Kieron Conway immediately emerged with a strong hand poised on the neck of Osaze but The Punching Preacher looked to loosen up and proved hard to glue down – like felt. Conway opted to return to the boxing basics and operated at a less frantic rhythm than his first contest; the slower work rate allowed for the 23 year old to focus on accuracy rather than volume. Osaze cut down the ring effectively as he rocked forward on the balls of his feet to rough up the body of the pre-tournament favourite. A huge performance from Derrick Osaze to take the win by split decision 29-28, 29-28, 28-29!
An Incredible Fight!
The other semi-final saw both Sean Phillips and Grant Dennis exuding confidence off the back of their knockout victories. Phillips was perhaps the looser with his hands and looked unload one-two’s down the gutter of Dennis. The Chatham fighter looked to bide his time and his first shot of note resulted in a knockdown; stepping back from the clinch, a counter-right hand slipped under the guard of Phillips and dropped him in the first round. That overhand right proved a persistent thorn in the side of Phillips’ cheek as it landed with consistency; Phillips continued to apply pressure but found himself smothered. And then… in the third round there was DRAMA. Just as I said I could be wrong about Grant Dennis, Sean Phillips erupted like krakatoa with an electic urgency. Twisting his whole body into his shots, dropping Dennis and sticking to him like blue-tac. An incredible fight! 28-27, 28-27, 28-27 but only just to Grant Dennis.

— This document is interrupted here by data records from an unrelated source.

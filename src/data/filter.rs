use std::collections::BTreeSet;

use chrono::NaiveDate;

use super::model::{CellValue, RecordSet};
use super::sales::{SalesColumns, SalesDataset};

// ---------------------------------------------------------------------------
// Filter predicate: date range plus selected category / region labels
// ---------------------------------------------------------------------------

/// Sidebar selection state.
#[derive(Debug, Clone, PartialEq, Eq)]
pub struct SalesFilter {
    /// Inclusive start of the date range.
    pub start: NaiveDate,
    /// Inclusive end of the date range.
    pub end: NaiveDate,
    pub categories: BTreeSet<String>,
    pub regions: BTreeSet<String>,
}

impl SalesFilter {
    /// Everything selected: the dataset's full date span and every label.
    pub fn all(dataset: &SalesDataset) -> Self {
        let (start, end) = dataset
            .date_bounds
            .unwrap_or((NaiveDate::MIN, NaiveDate::MAX));
        SalesFilter {
            start,
            end,
            categories: dataset.categories.iter().cloned().collect(),
            regions: dataset.regions.iter().cloned().collect(),
        }
    }

    /// Whether one row passes all three predicates.
    ///
    /// A row passes when:
    /// * its date lies in `[start, end]` (a null date never does)
    /// * its category is among the selected categories
    /// * its region is among the selected regions
    ///
    /// An empty selection therefore rejects every row.
    pub fn matches(&self, cols: &SalesColumns, row: &[CellValue]) -> bool {
        let in_range = row
            .get(cols.date)
            .and_then(CellValue::as_date)
            .is_some_and(|d| self.start <= d && d <= self.end);
        in_range
            && label_selected(row.get(cols.category), &self.categories)
            && label_selected(row.get(cols.region), &self.regions)
    }
}

fn label_selected(cell: Option<&CellValue>, selected: &BTreeSet<String>) -> bool {
    match cell.and_then(CellValue::as_str) {
        Some(label) => selected.contains(label),
        None => false,
    }
}

/// Return indices of rows that pass the filter, in source order.
pub fn filtered_indices(dataset: &SalesDataset, filter: &SalesFilter) -> Vec<usize> {
    dataset
        .records
        .rows
        .iter()
        .enumerate()
        .filter(|(_, row)| filter.matches(&dataset.columns, row))
        .map(|(i, _)| i)
        .collect()
}

/// The filtered view: matching rows with every source column.
pub fn filtered_view(dataset: &SalesDataset, filter: &SalesFilter) -> RecordSet {
    dataset
        .records
        .select_rows(&filtered_indices(dataset, filter))
}
use chrono::{Datelike, NaiveDate};
use eframe::egui::{Color32, Ui};
use egui_plot::{Bar, BarChart, Legend, Line, Plot, PlotPoints, Points};

use crate::color::ColorMap;
use crate::data::aggregate::format_thousands;
use crate::data::model::RecordSet;
use crate::data::series::{revenue_by, revenue_over_time};
use crate::state::{DashboardState, LabelKind};

// ---------------------------------------------------------------------------
// Charts (central panel)
// ---------------------------------------------------------------------------

fn date_to_x(d: NaiveDate) -> f64 {
    f64::from(d.num_days_from_ce())
}

fn x_to_date(x: f64) -> Option<NaiveDate> {
    NaiveDate::from_num_days_from_ce_opt(x.round() as i32)
}

/// Revenue over time, one line per category.
pub fn revenue_line_chart(ui: &mut Ui, rows: &RecordSet, colors: Option<&ColorMap>) {
    ui.strong("Revenue over time");
    let series = revenue_over_time(rows);

    Plot::new("revenue_over_time")
        .legend(Legend::default())
        .height(320.0)
        .x_axis_label("Date")
        .y_axis_label("Revenue")
        .x_axis_formatter(|mark, _range| {
            x_to_date(mark.value)
                .map(|d| d.format("%Y-%m-%d").to_string())
                .unwrap_or_default()
        })
        .label_formatter(|name, point| {
            let date = x_to_date(point.x)
                .map(|d| d.format("%Y-%m-%d").to_string())
                .unwrap_or_default();
            format!("{name}\n{date}\nRevenue: {}", format_thousands(point.y))
        })
        .allow_scroll(false)
        .show(ui, |plot_ui| {
            for (category, points) in &series {
                let color = colors
                    .map(|cm| cm.color_for(category))
                    .unwrap_or(Color32::LIGHT_BLUE);
                let xy: Vec<[f64; 2]> = points.iter().map(|&(d, r)| [date_to_x(d), r]).collect();

                plot_ui.line(
                    Line::new(PlotPoints::from(xy.clone()))
                        .name(category)
                        .color(color)
                        .width(1.5),
                );
                plot_ui.points(
                    Points::new(PlotPoints::from(xy))
                        .name(category)
                        .color(color)
                        .radius(3.0),
                );
            }
        });
}

/// Horizontal bars of revenue per label of `kind`, largest on top.
///
/// Returns the label of a clicked bar.
pub fn revenue_bar_chart(
    ui: &mut Ui,
    rows: &RecordSet,
    kind: LabelKind,
    title: &str,
    colors: Option<&ColorMap>,
) -> Option<String> {
    ui.strong(title);
    let totals = revenue_by(rows, kind.column());
    let n = totals.len();
    // Bar i sits at y = n - 1 - i so the largest is drawn on top.
    let labels: Vec<String> = totals.iter().rev().map(|(l, _)| l.clone()).collect();

    let bars: Vec<Bar> = totals
        .iter()
        .enumerate()
        .map(|(i, (label, revenue))| {
            let color = colors
                .map(|cm| cm.color_for(label))
                .unwrap_or(Color32::LIGHT_BLUE);
            Bar::new((n - 1 - i) as f64, *revenue)
                .name(format!("{label}: {}", format_thousands(*revenue)))
                .fill(color)
                .width(0.7)
        })
        .collect();

    let axis_labels = labels.clone();
    let response = Plot::new(("revenue_by", kind.column()))
        .height(240.0)
        .x_axis_label("Revenue")
        .y_axis_formatter(move |mark, _range| {
            let v = mark.value;
            if (v - v.round()).abs() > f64::EPSILON || v < 0.0 {
                return String::new();
            }
            axis_labels.get(v as usize).cloned().unwrap_or_default()
        })
        .allow_scroll(false)
        .allow_drag(false)
        .show(ui, |plot_ui| {
            plot_ui.bar_chart(BarChart::new(bars).horizontal());
            plot_ui.pointer_coordinate()
        });

    if !response.response.clicked() {
        return None;
    }
    let pointer = response.inner?;
    let slot = pointer.y.round();
    if slot < 0.0 || pointer.x < 0.0 {
        return None;
    }
    labels.get(slot as usize).cloned()
}

/// The line chart above the two bar charts. Clicking a bar toggles the
/// chart focus.
pub fn charts(ui: &mut Ui, state: &mut DashboardState) {
    let rows = state.chart_rows();
    if let Some(focus) = focus_summary(state) {
        ui.horizontal(|ui: &mut Ui| {
            ui.label(format!("Focused on {focus}"));
            if ui.small_button("Clear").clicked() {
                state.focus.clear();
            }
        });
    }

    revenue_line_chart(ui, &rows, state.category_colors.as_ref());
    ui.add_space(8.0);

    let mut clicked = None;
    ui.columns(2, |cols| {
        if let Some(label) = revenue_bar_chart(
            &mut cols[0],
            &rows,
            LabelKind::Category,
            "Revenue by category",
            state.category_colors.as_ref(),
        ) {
            clicked = Some((LabelKind::Category, label));
        }
        if let Some(label) = revenue_bar_chart(
            &mut cols[1],
            &rows,
            LabelKind::Region,
            "Revenue by region",
            state.region_colors.as_ref(),
        ) {
            clicked = Some((LabelKind::Region, label));
        }
    });
    if let Some((kind, label)) = clicked {
        log::debug!("chart focus toggled on {} = {label}", kind.column());
        state.focus.toggle(kind.column(), &label);
    }
}

fn focus_summary(state: &DashboardState) -> Option<String> {
    let parts: Vec<&str> = [state.focus.category.as_deref(), state.focus.region.as_deref()]
        .into_iter()
        .flatten()
        .collect();
    (!parts.is_empty()).then(|| parts.join(" / "))
}
use std::collections::HashMap;
use std::path::{Path, PathBuf};
use std::sync::Arc;

use anyhow::Result;

use super::loader::load_sales_csv;
use super::sales::SalesDataset;

type LoadFn = Box<dyn Fn(&Path) -> Result<SalesDataset>>;

// ---------------------------------------------------------------------------
// Memoized dataset loads
// ---------------------------------------------------------------------------

/// Loaded datasets keyed by source path.
///
/// A path is read at most once until it is invalidated; later calls hand out
/// the same `Arc`. Failed loads are not cached.
pub struct DatasetCache {
    entries: HashMap<PathBuf, Arc<SalesDataset>>,
    load: LoadFn,
}

impl Default for DatasetCache {
    fn default() -> Self {
        Self::with_loader(load_sales_csv)
    }
}

impl std::fmt::Debug for DatasetCache {
    fn fmt(&self, f: &mut std::fmt::Formatter<'_>) -> std::fmt::Result {
        f.debug_struct("DatasetCache")
            .field("paths", &self.entries.keys().collect::<Vec<_>>())
            .finish_non_exhaustive()
    }
}

impl DatasetCache {
    /// Cache backed by a custom loader.
    pub fn with_loader(load: impl Fn(&Path) -> Result<SalesDataset> + 'static) -> Self {
        DatasetCache {
            entries: HashMap::new(),
            load: Box::new(load),
        }
    }

    /// Return the dataset for `path`, loading it on first use.
    pub fn get_or_load(&mut self, path: &Path) -> Result<Arc<SalesDataset>> {
        if let Some(ds) = self.entries.get(path) {
            log::debug!("cache hit for {}", path.display());
            return Ok(Arc::clone(ds));
        }
        log::debug!("cache miss for {}", path.display());
        let ds = Arc::new((self.load)(path)?);
        self.entries.insert(path.to_path_buf(), Arc::clone(&ds));
        Ok(ds)
    }

    /// Forget the dataset loaded from `path`. Returns whether it was cached.
    pub fn invalidate(&mut self, path: &Path) -> bool {
        self.entries.remove(path).is_some()
    }

    pub fn clear(&mut self) {
        self.entries.clear();
    }

    pub fn contains(&self, path: &Path) -> bool {
        self.entries.contains_key(path)
    }
}

#[cfg(test)]
mod tests {
    use std::cell::Cell;
    use std::rc::Rc;

    use super::*;
    use crate::data::model::RecordSet;
    use crate::data::sales::REQUIRED_COLUMNS;

    fn counting_cache() -> (DatasetCache, Rc<Cell<usize>>) {
        let calls = Rc::new(Cell::new(0));
        let seen = Rc::clone(&calls);
        let cache = DatasetCache::with_loader(move |path| {
            seen.set(seen.get() + 1);
            if path.ends_with("broken.csv") {
                anyhow::bail!("unreadable");
            }
            SalesDataset::from_records(RecordSet::new(
                REQUIRED_COLUMNS.iter().map(|c| c.to_string()).collect(),
                Vec::new(),
            ))
        });
        (cache, calls)
    }

    #[test]
    fn same_path_loads_once() {
        let (mut cache, calls) = counting_cache();
        let a = cache.get_or_load(Path::new("sales.csv")).unwrap();
        let b = cache.get_or_load(Path::new("sales.csv")).unwrap();
        assert!(Arc::ptr_eq(&a, &b));
        assert_eq!(calls.get(), 1);
    }

    #[test]
    fn new_path_and_invalidation_reload() {
        let (mut cache, calls) = counting_cache();
        cache.get_or_load(Path::new("a.csv")).unwrap();
        cache.get_or_load(Path::new("b.csv")).unwrap();
        assert_eq!(calls.get(), 2);

        assert!(cache.invalidate(Path::new("a.csv")));
        assert!(!cache.contains(Path::new("a.csv")));
        cache.get_or_load(Path::new("a.csv")).unwrap();
        assert_eq!(calls.get(), 3);

        cache.clear();
        cache.get_or_load(Path::new("b.csv")).unwrap();
        assert_eq!(calls.get(), 4);
    }

    #[test]
    fn failures_are_not_cached() {
        let (mut cache, calls) = counting_cache();
        assert!(cache.get_or_load(Path::new("broken.csv")).is_err());
        assert!(cache.get_or_load(Path::new("broken.csv")).is_err());
        assert_eq!(calls.get(), 2);
    }
}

Derrick Osaze, then, with the opportunity of a lifetime to win Ultimate Boxxer in the most dramatic of circumstance. Grant Dennis, meanwhile, was looking to prove the critics wrong and say, actually, he’s still the top dog.
Osaze returned to his, now traditional, place at the centre of the ring as he looked to prove the early aggressor. Dennis returned fire in a contest where neither boxer gave quarter, the experience of Dennis perhaps resulting in more effective selection of punches. Osaze wa struggling in the first round to come to terms with the work-rate of Dennis: the Chatham man stifling his opponent.
Nottingham’s preacher did not wilter, though, as he looked to maroud forward and take the tempo up a notch, maximizing the fatigue to his, already-tiring, opponent. Dennis moved a little heavier than in his two previous occasions and was sticking to his industrial style of fighting – rough and ready. Osaze found his form in the second round and started to relax, moving his hips in a samba rhythm as he rolled his way across the ring. Swinging with abandon in the third, he looked to immediately render Dennis in discomfort and rocked him with a sensational uppercut before toppling him, like a bowling ball, with a pushing hook. Derrick Osaze, words fail me, producing the performance of dreams to be crowned the champion. 28-28, 29-27, 28-27 to Derrick Osaze.
The scenes of a fairytale, of pure emotion, and never has there been a more deserving champion. Simply incredible. A gentleman, an inspiration, flying the flag high for Big Write Hook. Now bring on our cluedo match!